Development of a label-free LC-MS/MS strategy to approach the identification of candidate protein biomarkers of disease recurrence in prostate cancer patients in a clinical trial of combined hormone and radiation therapy

• Published in: Proteomics. Clinical applications Vol. 7; no. 5-6; pp. 316 - 326
• Main Authors: Morrissey, Brian, O'Shea, Carmel, Armstrong, John, Rooney, Cathy, Staunton, Lisa, Sheehan, Martina, Shannon, Aoife M., Pennington, Stephen R.
• Format: Journal Article
• Language: English
• Published: Germany Blackwell Publishing Ltd 01.06.2013; Wiley Subscription Services, Inc
• Subjects: Antineoplastic Agents, Hormonal - therapeutic use; Biomarker; Biomarkers; Biomarkers, Tumor - blood; Blood Proteins - analysis; Blood Proteins - metabolism; Chromatography, High Pressure Liquid; Clinical trial; Clinical trials; Combined Modality Therapy; Disease recurrence; Humans; Male; Nanotechnology; Patients; Principal Component Analysis; Prostate cancer; Prostatic Neoplasms - drug therapy; Prostatic Neoplasms - metabolism; Prostatic Neoplasms - radiotherapy; Proteins; Radiation therapy; Recurrence; Tandem Mass Spectrometry; Time Factors; Trypsin - metabolism
• ISSN: 1862-8346; 1862-8354
• DOI: 10.1002/prca.201300004

Purpose Combined hormone and radiation therapy (CHRT) is one of the principle curative regimes for localised prostate cancer (PCa).

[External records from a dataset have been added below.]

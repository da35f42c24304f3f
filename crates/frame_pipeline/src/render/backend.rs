//! Backend abstraction traits for the frame pipeline
//!
//! The frame queue, descriptor resolver and render graph traversal never talk
//! to a graphics API directly. They record into the traits defined here, which
//! mirror an immediate-mode command stream: a command list is reset, filled in
//! order, closed and executed on a single direct queue, and a monotonically
//! increasing fence reports how far the GPU has progressed.
//!
//! The plain handle types below are opaque to the core; backends decide what
//! the numbers mean (heap offsets, object ids, GPU virtual addresses).

use crate::render::RenderResult;

/// CPU-side descriptor handle used when writing descriptors
#[derive(Debug, Clone, Copy, Default, PartialEq, Eq, Hash, PartialOrd, Ord)]
pub struct CpuDescriptorHandle(pub u64);

impl CpuDescriptorHandle {
    /// Handle `index` descriptors past this one
    pub fn offset(self, index: u32, increment: u32) -> Self {
        Self(self.0 + u64::from(index) * u64::from(increment))
    }
}

/// GPU-side descriptor handle bound as a descriptor table
#[derive(Debug, Clone, Copy, Default, PartialEq, Eq, Hash, PartialOrd, Ord)]
pub struct GpuDescriptorHandle(pub u64);

impl GpuDescriptorHandle {
    /// Handle `index` descriptors past this one
    pub fn offset(self, index: u32, increment: u32) -> Self {
        Self(self.0 + u64::from(index) * u64::from(increment))
    }
}

/// A CPU/GPU descriptor handle pair addressing one heap slot
#[derive(Debug, Clone, Copy, Default, PartialEq, Eq, Hash)]
pub struct DescriptorHandle {
    /// Handle used to write the descriptor
    pub cpu: CpuDescriptorHandle,
    /// Handle used to bind the descriptor
    pub gpu: GpuDescriptorHandle,
}

/// Description of a shader-visible descriptor heap
#[derive(Debug, Clone, Copy, PartialEq, Eq)]
pub struct DescriptorHeapInfo {
    /// Handles of the first descriptor in the heap
    pub start: DescriptorHandle,
    /// Distance in handle units between adjacent descriptors
    pub increment: u32,
    /// Number of descriptors in the heap
    pub capacity: u32,
}

/// Identifier of a GPU resource (texture, framebuffer, buffer)
#[derive(Debug, Clone, Copy, Default, PartialEq, Eq, Hash)]
pub struct ResourceId(pub u64);

/// Identifier of a compiled pipeline state object
#[derive(Debug, Clone, Copy, Default, PartialEq, Eq, Hash)]
pub struct PipelineStateId(pub u64);

/// Identifier of a root signature
#[derive(Debug, Clone, Copy, Default, PartialEq, Eq, Hash)]
pub struct RootSignatureId(pub u64);

/// Primitive topology set on the input assembler
#[derive(Debug, Clone, Copy, Default, PartialEq, Eq, Hash)]
pub enum PrimitiveTopology {
    /// Nothing bound yet
    #[default]
    Undefined,
    /// Point list
    PointList,
    /// Line list
    LineList,
    /// Line strip
    LineStrip,
    /// Triangle list
    TriangleList,
    /// Triangle strip
    TriangleStrip,
}

/// Resource usage state tracked by transition barriers
#[derive(Debug, Clone, Copy, PartialEq, Eq, Hash)]
pub enum ResourceState {
    /// Common state, shared with presentation
    Common,
    /// Ready for presentation (same bits as `Common`)
    Present,
    /// Bound as a render target
    RenderTarget,
    /// Bound as a writable depth buffer
    DepthWrite,
    /// Bound as a read-only depth buffer
    DepthRead,
    /// Read by pixel shaders
    PixelShaderResource,
    /// Read by non-pixel shader stages
    NonPixelShaderResource,
    /// Source of a copy
    CopySource,
    /// Destination of a copy
    CopyDest,
    /// Unordered access
    UnorderedAccess,
    /// Generic read, used for upload memory
    GenericRead,
}

impl ResourceState {
    /// Whether this state has the common (zero) bit pattern
    pub fn is_common(self) -> bool {
        matches!(self, Self::Common | Self::Present)
    }
}

/// A state transition applied to one resource
#[derive(Debug, Clone, Copy, PartialEq, Eq)]
pub struct TransitionBarrier {
    /// Transitioned resource
    pub resource: ResourceId,
    /// State before the barrier
    pub before: ResourceState,
    /// State after the barrier
    pub after: ResourceState,
}

impl TransitionBarrier {
    /// Create a transition barrier
    pub fn transition(resource: ResourceId, before: ResourceState, after: ResourceState) -> Self {
        Self { resource, before, after }
    }
}

/// Rasterizer viewport
#[derive(Debug, Clone, Copy, PartialEq)]
pub struct Viewport {
    /// Left edge
    pub top_left_x: f32,
    /// Top edge
    pub top_left_y: f32,
    /// Width in pixels
    pub width: f32,
    /// Height in pixels
    pub height: f32,
    /// Minimum depth
    pub min_depth: f32,
    /// Maximum depth
    pub max_depth: f32,
}

impl Viewport {
    /// Full-depth viewport covering `width` x `height` pixels
    pub fn new(width: f32, height: f32) -> Self {
        Self {
            top_left_x: 0.0,
            top_left_y: 0.0,
            width,
            height,
            min_depth: 0.0,
            max_depth: 1.0,
        }
    }
}

/// Scissor rectangle
#[derive(Debug, Clone, Copy, PartialEq, Eq)]
pub struct ScissorRect {
    /// Left edge
    pub left: i32,
    /// Top edge
    pub top: i32,
    /// Right edge (exclusive)
    pub right: i32,
    /// Bottom edge (exclusive)
    pub bottom: i32,
}

/// Vertex buffer binding
#[derive(Debug, Clone, Copy, PartialEq, Eq)]
pub struct VertexBufferView {
    /// GPU virtual address of the first vertex
    pub buffer_location: u64,
    /// Size of the view in bytes
    pub size_in_bytes: u32,
    /// Distance between vertices
    pub stride_in_bytes: u32,
}

/// Index buffer binding
#[derive(Debug, Clone, Copy, PartialEq, Eq)]
pub struct IndexBufferView {
    /// GPU virtual address of the first index
    pub buffer_location: u64,
    /// Size of the view in bytes
    pub size_in_bytes: u32,
    /// Whether indices are 32-bit (otherwise 16-bit)
    pub wide_indices: bool,
}

/// Constant buffer view written into a descriptor slot
#[derive(Debug, Clone, Copy, PartialEq, Eq)]
pub struct ConstantBufferViewDesc {
    /// GPU virtual address of the constant data
    pub buffer_location: u64,
    /// Size of the constant data in bytes
    pub size_in_bytes: u32,
}

bitflags::bitflags! {
    /// Which aspects of a depth-stencil view to clear
    #[derive(Debug, Clone, Copy, PartialEq, Eq, Hash)]
    pub struct ClearFlags: u32 {
        /// Clear the depth plane
        const DEPTH = 0b01;
        /// Clear the stencil plane
        const STENCIL = 0b10;
    }
}

/// Command recording interface
///
/// Commands execute on the GPU in exactly the order they are recorded.
pub trait CommandList {
    /// Reset the list (and its allocator) for a new frame of recording
    fn reset(&mut self) -> RenderResult<()>;

    /// Finish recording; the list can then be executed
    fn close(&mut self) -> RenderResult<()>;

    /// Bind the shader-visible descriptor heap
    fn set_descriptor_heaps(&mut self, heap: &DescriptorHeapInfo);

    /// Bind a viewport
    fn set_viewport(&mut self, viewport: &Viewport);

    /// Bind a scissor rectangle
    fn set_scissor_rect(&mut self, rect: &ScissorRect);

    /// Clear a render target view
    fn clear_render_target_view(&mut self, rtv: CpuDescriptorHandle, color: [f32; 4]);

    /// Clear a depth-stencil view
    fn clear_depth_stencil_view(&mut self, dsv: CpuDescriptorHandle, flags: ClearFlags, depth: f32, stencil: u8);

    /// Bind output merger targets
    fn set_render_targets(&mut self, rtvs: &[CpuDescriptorHandle], dsv: Option<CpuDescriptorHandle>);

    /// Bind the graphics root signature
    fn set_graphics_root_signature(&mut self, root_signature: RootSignatureId);

    /// Bind a descriptor table at a root parameter slot
    fn set_graphics_root_descriptor_table(&mut self, slot: u32, table: GpuDescriptorHandle);

    /// Bind a pipeline state object
    fn set_pipeline_state(&mut self, pipeline_state: PipelineStateId);

    /// Set the input assembler topology
    fn set_primitive_topology(&mut self, topology: PrimitiveTopology);

    /// Bind vertex buffers starting at `start_slot`; an empty slice unbinds
    fn set_vertex_buffers(&mut self, start_slot: u32, views: &[VertexBufferView]);

    /// Bind or unbind the index buffer
    fn set_index_buffer(&mut self, view: Option<&IndexBufferView>);

    /// Non-indexed instanced draw
    fn draw_instanced(&mut self, vertex_count: u32, instance_count: u32, start_vertex: u32, start_instance: u32);

    /// Indexed instanced draw
    fn draw_indexed_instanced(
        &mut self,
        index_count: u32,
        instance_count: u32,
        start_index: u32,
        base_vertex: i32,
        start_instance: u32,
    );

    /// Apply a batch of transition barriers
    fn resource_barrier(&mut self, barriers: &[TransitionBarrier]);
}

/// CPU/GPU completion counter
pub trait GpuFence {
    /// Highest value the GPU has signaled so far
    fn completed_value(&self) -> RenderResult<u64>;

    /// Block the calling thread until the fence reaches `value`
    fn wait_for_value(&self, value: u64) -> RenderResult<()>;
}

/// The single graphics queue command lists are submitted to
pub trait CommandQueue {
    /// Command list type this queue executes
    type CommandList: CommandList;
    /// Fence type this queue signals
    type Fence: GpuFence;

    /// Submit a closed command list
    fn execute(&self, list: &Self::CommandList) -> RenderResult<()>;

    /// Signal `fence` with `value` once all prior submissions complete
    fn signal(&self, fence: &Self::Fence, value: u64) -> RenderResult<()>;
}

/// Persistently mapped, GPU-visible upload memory
pub trait UploadMemory {
    /// GPU virtual address of the first byte
    fn gpu_address(&self) -> u64;

    /// Size in bytes
    fn size(&self) -> u64;

    /// Copy `data` into the mapping at `offset`
    fn write(&mut self, offset: u64, data: &[u8]) -> RenderResult<()>;
}

/// Device-level object creation used by the frame queue
pub trait GraphicsDevice {
    /// Command list type
    type CommandList: CommandList;
    /// Fence type
    type Fence: GpuFence;
    /// Direct queue type
    type Queue: CommandQueue<CommandList = Self::CommandList, Fence = Self::Fence>;
    /// Upload memory type
    type UploadMemory: UploadMemory;

    /// Create a closed command list with its own allocator
    fn create_command_list(&self, name: &str) -> RenderResult<Self::CommandList>;

    /// Create the direct (graphics) queue
    fn create_direct_queue(&self) -> RenderResult<Self::Queue>;

    /// Create a fence starting at `initial_value`
    fn create_fence(&self, initial_value: u64, name: &str) -> RenderResult<Self::Fence>;

    /// Create the shader-visible CBV/SRV/UAV descriptor heap
    fn create_shader_descriptor_heap(&self, capacity: u32) -> RenderResult<DescriptorHeapInfo>;

    /// Create mapped upload memory of `size` bytes
    fn create_upload_memory(&self, size: u64) -> RenderResult<Self::UploadMemory>;

    /// Write a constant buffer view into a descriptor slot
    fn create_constant_buffer_view(&self, desc: &ConstantBufferViewDesc, dest: CpuDescriptorHandle);
}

Following treatment, many patients subsequently experience disease recurrence however; current diagnostics tests fail to predict the onset of disease recurrence. Biomarkers that address this issue would be of significant advantage. Experimental design Label‐free LC‐MS/MS for protein biomarker discovery and MRM for targeted confirmation were applied to patient serum samples accrued in a non‐interventional clinical trial of CHRT. Results Analysis of time‐matched patient samples from a patient with disease recurrence compared with a time match disease‐free individual supported the identification of 287 proteins. Of these, 141 proteins were quantified, 95 proteins changed in their expression (P ≤ 0.05 and ≥1.5‐fold change) and of these 16 were selected for MRM confirmation. The protein expression changes observed in the label‐free LC‐MS/MS and MRM analysis were found to be highly correlated (R2 = 0.85). Conclusions and clinical relevance The establishment of a clinical trial to support the acquisition of samples and development of a pipeline for MS‐based biomarker discovery and validation should contribute to the identification of a serum protein signature to predict or monitor the outcome of treatment of patients with PCa.